En un movimiento que escala la tensión política y jurídica entre la Provincia de Buenos Aires y el Gobierno Nacional, la gestión de Axel Kicillof manifestó su apoyo explícito a Claudio «Chiqui» Tapia al avalar el traslado del domicilio social de la Asociación del Fútbol Argentino (AFA) a la localidad de Pilar. Esta decisión, formalizada a través de la Dirección Provincial de Personas Jurídicas, no solo otorga un resguardo institucional a la conducción actual de la entidad rectora del fútbol, sino que también interfiere directamente en la estrategia de la Inspección General de Justicia (IGJ), que buscaba impugnar las últimas asambleas de la asociación bajo jurisdicción porteña.

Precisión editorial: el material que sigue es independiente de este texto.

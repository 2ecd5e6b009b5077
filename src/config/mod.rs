//! Policy configuration for the salary engine.
//!
//! All policy values the calculation depends on (standard monthly hours,
//! overtime multipliers, the statutory minimum wage) live here rather than
//! as literals inside the calculation, so that a jurisdiction update never
//! touches calculation logic.

mod loader;
mod types;

pub use loader::ConfigLoader;
pub use types::{
    HourRules, OvertimeMultipliers, PolicyConfig, PolicyMetadata, WageLimits,
    MAX_MONTHLY_HOURS, MIN_SUPPORTED_YEAR, MINIMUM_WAGE, NORMAL_OVERTIME_MULTIPLIER,
    HOLIDAY_OVERTIME_MULTIPLIER, STANDARD_DAILY_HOURS, STANDARD_MONTHLY_HOURS,
};
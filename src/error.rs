//! Error types for the salary engine.
//!
//! This module provides strongly-typed errors using the `thiserror` crate
//! for all error conditions that can occur during a salary calculation.

use rust_decimal::Decimal;
use thiserror::Error;

/// The main error type for the salary engine.
///
/// All operations in the engine return this error type, making it easy
/// to handle errors consistently throughout the application. Every
/// calculation error is a deterministic input error: retrying with the
/// same input reproduces the same failure, so callers are expected to
/// surface the message and abort the attempt.
///
/// # Example
///
/// ```
/// use salary_engine::error::EngineError;
///
/// let error = EngineError::InvalidPeriod {
///     message: "month must be between 1 and 12, got 13".to_string(),
/// };
/// assert_eq!(
///     error.to_string(),
///     "Invalid period: month must be between 1 and 12, got 13"
/// );
/// ```
#[derive(Debug, Error)]
pub enum EngineError {
    /// A monetary or hour quantity was outside its permitted range.
    #[error("Invalid amount: {message}")]
    InvalidAmount {
        /// A description of the offending amount.
        message: String,
    },

    /// The requested month/year period cannot be calculated.
    #[error("Invalid period: {message}")]
    InvalidPeriod {
        /// A description of what made the period invalid.
        message: String,
    },

    /// The holiday-work flag disagrees with the holiday overtime hours.
    #[error("Holiday flag mismatch: {message}")]
    InconsistentHolidayFlag {
        /// A description of the disagreement.
        message: String,
    },

    /// The base salary is below the configured statutory minimum wage.
    #[error("Base salary {base_salary} is below the statutory minimum wage {minimum_wage}")]
    BelowMinimumWage {
        /// The base salary that was supplied.
        base_salary: Decimal,
        /// The configured minimum wage floor.
        minimum_wage: Decimal,
    },

    /// The total worked hours exceed the monthly sanity ceiling.
    #[error("Worked hours {hours} exceed the monthly ceiling of {ceiling}")]
    HoursCeilingExceeded {
        /// The worked hours that were supplied.
        hours: Decimal,
        /// The configured ceiling.
        ceiling: Decimal,
    },

    /// More holiday overtime hours were logged than hours worked in total.
    #[error("Holiday overtime hours {holiday_hours} exceed total worked hours {total_hours}")]
    HolidayHoursExceedTotal {
        /// The holiday overtime hours that were supplied.
        holiday_hours: Decimal,
        /// The total worked hours that were supplied.
        total_hours: Decimal,
    },

    /// Configuration file was not found at the specified path.
    #[error("Configuration file not found: {path}")]
    ConfigNotFound {
        /// The path that was not found.
        path: String,
    },

    /// Configuration file could not be parsed.
    #[error("Failed to parse configuration file '{path}': {message}")]
    ConfigParseError {
        /// The path to the file that failed to parse.
        path: String,
        /// A description of the parse error.
        message: String,
    },
}

/// A type alias for Results that return EngineError.
pub type EngineResult<T> = Result<T, EngineError>;
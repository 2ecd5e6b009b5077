//! HTTP API module for the salary engine.
//!
//! This module provides the REST endpoints a salary form talks to:
//! calculating a net salary, looking up the monthly baseline hours, and
//! reading back the recent calculation history.

mod handlers;
mod request;
mod response;
mod state;

pub use handlers::create_router;
pub use request::{CalculationRequest, MinimumHoursQuery};
pub use response::{
    ApiError, CalculationResponse, DisplayTotals, MinimumHoursResponse, MonthMinimum,
    YearMinimumHoursResponse,
};
pub use state::AppState;
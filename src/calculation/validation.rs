//! Input validation for salary calculations.
//!
//! Every precondition is checked locally, in a fixed order, and the first
//! violated check is reported. All failures are deterministic input
//! errors; the caller aborts the calculation attempt and surfaces the
//! message.

use rust_decimal::Decimal;

use crate::config::PolicyConfig;
use crate::error::{EngineError, EngineResult};
use crate::models::CalculationInput;

/// Upper bound for an explicit daily shift length.
pub const DAILY_HOURS_CEILING: Decimal = Decimal::from_parts(24, 0, 0, false, 0);

/// Validates a calculation input against the policy.
///
/// Checks run in a fixed order and the first failure is returned:
///
/// 1. base salary is positive
/// 2. month is within 1-12
/// 3. year is not before the supported floor
/// 4. total worked hours are not negative
/// 5. holiday overtime hours are not negative
/// 6. the holiday flag agrees with the holiday hours
/// 7. base salary is not below the statutory minimum wage
/// 8. total worked hours do not exceed the monthly ceiling
/// 9. holiday hours do not exceed total worked hours
/// 10. an explicit daily shift length is positive and at most 24
///
/// # Example
///
/// ```
/// use salary_engine::calculation::validate_input;
/// use salary_engine::config::PolicyConfig;
/// use salary_engine::models::CalculationInput;
/// use rust_decimal::Decimal;
/// use std::str::FromStr;
///
/// let policy = PolicyConfig::default();
/// let input = CalculationInput {
///     base_salary: Decimal::from_str("18000").unwrap(),
///     month: 2,
///     year: 2021,
///     total_worked_hours: Decimal::from_str("190").unwrap(),
///     has_holiday_work: false,
///     holiday_overtime_hours: Decimal::ZERO,
///     daily_work_hours: None,
/// };
/// assert!(validate_input(&input, &policy).is_ok());
/// ```
pub fn validate_input(input: &CalculationInput, policy: &PolicyConfig) -> EngineResult<()> {
    if input.base_salary <= Decimal::ZERO {
        return Err(EngineError::InvalidAmount {
            message: "base salary must be positive".to_string(),
        });
    }

    if input.month < 1 || input.month > 12 {
        return Err(EngineError::InvalidPeriod {
            message: format!("month must be between 1 and 12, got {}", input.month),
        });
    }

    if input.year < policy.limits.min_supported_year {
        return Err(EngineError::InvalidPeriod {
            message: format!(
                "years before {} are not supported, got {}",
                policy.limits.min_supported_year, input.year
            ),
        });
    }

    if input.total_worked_hours < Decimal::ZERO {
        return Err(EngineError::InvalidAmount {
            message: "total worked hours cannot be negative".to_string(),
        });
    }

    if input.holiday_overtime_hours < Decimal::ZERO {
        return Err(EngineError::InvalidAmount {
            message: "holiday overtime hours cannot be negative".to_string(),
        });
    }

    if input.has_holiday_work && input.holiday_overtime_hours.is_zero() {
        return Err(EngineError::InconsistentHolidayFlag {
            message: "holiday work enabled but no holiday hours entered".to_string(),
        });
    }

    if !input.has_holiday_work && input.holiday_overtime_hours > Decimal::ZERO {
        return Err(EngineError::InconsistentHolidayFlag {
            message: "holiday hours entered but holiday work not enabled".to_string(),
        });
    }

    if input.base_salary < policy.limits.minimum_wage {
        return Err(EngineError::BelowMinimumWage {
            base_salary: input.base_salary,
            minimum_wage: policy.limits.minimum_wage,
        });
    }

    if input.total_worked_hours > policy.hours.max_monthly {
        return Err(EngineError::HoursCeilingExceeded {
            hours: input.total_worked_hours,
            ceiling: policy.hours.max_monthly,
        });
    }

    if input.holiday_overtime_hours > input.total_worked_hours {
        return Err(EngineError::HolidayHoursExceedTotal {
            holiday_hours: input.holiday_overtime_hours,
            total_hours: input.total_worked_hours,
        });
    }

    if let Some(daily_hours) = input.daily_work_hours {
        if daily_hours <= Decimal::ZERO || daily_hours > DAILY_HOURS_CEILING {
            return Err(EngineError::InvalidAmount {
                message: format!(
                    "daily work hours must be between 0 and 24, got {}",
                    daily_hours
                ),
            });
        }
    }

    Ok(())
}

#[cfg(test)]
mod tests {
    use super::*;
    use std::str::FromStr;

    fn dec(s: &str) -> Decimal {
        Decimal::from_str(s).unwrap()
    }

    fn valid_input() -> CalculationInput {
        CalculationInput {
            base_salary: dec("18000"),
            month: 2,
            year: 2021,
            total_worked_hours: dec("190"),
            has_holiday_work: false,
            holiday_overtime_hours: Decimal::ZERO,
            daily_work_hours: None,
        }
    }

    fn policy() -> PolicyConfig {
        PolicyConfig::default()
    }

    #[test]
    fn test_valid_input_passes() {
        assert!(validate_input(&valid_input(), &policy()).is_ok());
    }

    #[test]
    fn test_zero_base_salary_rejected() {
        let mut input = valid_input();
        input.base_salary = Decimal::ZERO;
        let error = validate_input(&input, &policy()).unwrap_err();
        assert!(matches!(error, EngineError::InvalidAmount { .. }));
        assert_eq!(
            error.to_string(),
            "Invalid amount: base salary must be positive"
        );
    }

    #[test]
    fn test_negative_base_salary_rejected() {
        let mut input = valid_input();
        input.base_salary = dec("-1");
        assert!(matches!(
            validate_input(&input, &policy()),
            Err(EngineError::InvalidAmount { .. })
        ));
    }

    #[test]
    fn test_month_out_of_range_rejected() {
        for month in [0u32, 13] {
            let mut input = valid_input();
            input.month = month;
            assert!(
                matches!(
                    validate_input(&input, &policy()),
                    Err(EngineError::InvalidPeriod { .. })
                ),
                "month {} should be rejected",
                month
            );
        }
    }

    #[test]
    fn test_year_below_floor_rejected() {
        let mut input = valid_input();
        input.year = 2019;
        let error = validate_input(&input, &policy()).unwrap_err();
        assert!(matches!(error, EngineError::InvalidPeriod { .. }));
        assert!(error.to_string().contains("2019"));
    }

    #[test]
    fn test_floor_year_accepted() {
        let mut input = valid_input();
        input.year = 2020;
        input.month = 1;
        input.total_worked_hours = dec("210");
        assert!(validate_input(&input, &policy()).is_ok());
    }

    #[test]
    fn test_negative_worked_hours_rejected() {
        let mut input = valid_input();
        input.total_worked_hours = dec("-5");
        let error = validate_input(&input, &policy()).unwrap_err();
        assert_eq!(
            error.to_string(),
            "Invalid amount: total worked hours cannot be negative"
        );
    }

    #[test]
    fn test_negative_holiday_hours_rejected() {
        let mut input = valid_input();
        input.has_holiday_work = true;
        input.holiday_overtime_hours = dec("-2");
        let error = validate_input(&input, &policy()).unwrap_err();
        assert_eq!(
            error.to_string(),
            "Invalid amount: holiday overtime hours cannot be negative"
        );
    }

    #[test]
    fn test_holiday_flag_without_hours_rejected() {
        let mut input = valid_input();
        input.has_holiday_work = true;
        input.holiday_overtime_hours = Decimal::ZERO;
        assert!(matches!(
            validate_input(&input, &policy()),
            Err(EngineError::InconsistentHolidayFlag { .. })
        ));
    }

    #[test]
    fn test_holiday_hours_without_flag_rejected() {
        let mut input = valid_input();
        input.has_holiday_work = false;
        input.holiday_overtime_hours = dec("4");
        assert!(matches!(
            validate_input(&input, &policy()),
            Err(EngineError::InconsistentHolidayFlag { .. })
        ));
    }

    #[test]
    fn test_below_minimum_wage_rejected() {
        let mut input = valid_input();
        input.base_salary = dec("5000");
        assert!(matches!(
            validate_input(&input, &policy()),
            Err(EngineError::BelowMinimumWage { .. })
        ));
    }

    #[test]
    fn test_exact_minimum_wage_accepted() {
        let mut input = valid_input();
        input.base_salary = dec("11402");
        assert!(validate_input(&input, &policy()).is_ok());
    }

    #[test]
    fn test_positivity_is_checked_before_minimum_wage() {
        // A non-positive salary is also below the minimum wage; the
        // positivity check must win.
        let mut input = valid_input();
        input.base_salary = Decimal::ZERO;
        assert!(matches!(
            validate_input(&input, &policy()),
            Err(EngineError::InvalidAmount { .. })
        ));
    }

    #[test]
    fn test_hours_above_ceiling_rejected() {
        let mut input = valid_input();
        input.total_worked_hours = dec("400.5");
        assert!(matches!(
            validate_input(&input, &policy()),
            Err(EngineError::HoursCeilingExceeded { .. })
        ));
    }

    #[test]
    fn test_ceiling_hours_accepted() {
        let mut input = valid_input();
        input.total_worked_hours = dec("400");
        assert!(validate_input(&input, &policy()).is_ok());
    }

    #[test]
    fn test_holiday_hours_above_total_rejected() {
        let mut input = valid_input();
        input.has_holiday_work = true;
        input.total_worked_hours = dec("100");
        input.holiday_overtime_hours = dec("101");
        assert!(matches!(
            validate_input(&input, &policy()),
            Err(EngineError::HolidayHoursExceedTotal { .. })
        ));
    }

    #[test]
    fn test_holiday_hours_equal_to_total_accepted() {
        let mut input = valid_input();
        input.has_holiday_work = true;
        input.total_worked_hours = dec("100");
        input.holiday_overtime_hours = dec("100");
        assert!(validate_input(&input, &policy()).is_ok());
    }

    #[test]
    fn test_explicit_daily_hours_bounds() {
        let mut input = valid_input();
        input.daily_work_hours = Some(dec("24"));
        assert!(validate_input(&input, &policy()).is_ok());

        input.daily_work_hours = Some(dec("24.5"));
        assert!(matches!(
            validate_input(&input, &policy()),
            Err(EngineError::InvalidAmount { .. })
        ));

        input.daily_work_hours = Some(Decimal::ZERO);
        assert!(matches!(
            validate_input(&input, &policy()),
            Err(EngineError::InvalidAmount { .. })
        ));
    }
}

La resolución administrativa de la administración provincial se fundamenta en la potestad que tienen las asociaciones civiles de fijar su sede en el territorio que consideren estratégico para su funcionamiento. Al aceptar la inscripción en suelo bonaerense, el gobierno de Kicillof ofrece a la AFA un «paraguas legal» frente a las intervenciones y cuestionamientos que emanaban desde el ámbito de la Ciudad de Buenos Aires. Expertos en derecho administrativo sugieren que este cambio de domicilio busca neutralizar las objeciones sobre la validez de la reelección de Tapia, trasladando cualquier litigio futuro a los tribunales de la provincia.
El conflicto ha sumado un nuevo capítulo de fricción tras la designación de veedores por parte del Ministerio de Justicia de la Nación. Desde la gobernación bonaerense han cuestionado la legitimidad de estos observadores en una entidad que, técnicamente, ya opera bajo su órbita de fiscalización. Según fuentes cercanas al Ministerio de Justicia y Derechos Humanos de la provincia, la intromisión de veedores externos en una entidad con domicilio en Buenos Aires podría ser interpretada como un avasallamiento de las competencias federales y una persecución política encubierta contra la dirigencia deportiva.
Este respaldo se produce en un contexto de abierta confrontación por la implementación de las Sociedades Anónimas Deportivas (SAD). Mientras que el Ejecutivo Nacional promueve la apertura de los clubes a capitales privados, tanto Tapia como Kicillof se han posicionado como defensores del modelo de asociaciones civiles sin fines de lucro. El alineamiento estratégico del gobernador bonaerense con la cúpula de la AFA refuerza un bloque de resistencia que utiliza las herramientas institucionales del Estado provincial para frenar las reformas estructurales que el oficialismo nacional intenta imponer en el deporte más popular del país.
Desde el punto de vista técnico, la mudanza a Pilar implica que todos los actos administrativos, balances y procesos electorales de la AFA serán supervisados ahora por autoridades provinciales, que ya han dado el visto bueno a la continuidad de la actual gestión. Este giro jurídico obliga a la IGJ a replantear sus presentaciones judiciales, ya que su competencia territorial se ve drásticamente limitada. La disputa deja de ser una mera formalidad reglamentaria para convertirse en un escenario de batalla judicial donde se discute la autonomía de las instituciones sociales frente al poder político de turno.
A corto plazo, se espera que el Gobierno Nacional intente impugnar administrativamente este cambio de jurisdicción, lo que podría derivar en un conflicto de competencia que deba resolver la Corte Suprema de Justicia. El desenlace de esta pelea no solo determinará quién ejerce el control sobre el fútbol argentino, sino que también servirá como termómetro de la relación de fuerzas entre la Casa Rosada y el principal distrito opositor. La consolidación de la AFA en territorio bonaerense marca un hito en la política deportiva argentina, dejando un precedente sobre la capacidad de los gobiernos provinciales para blindar instituciones de carácter nacional.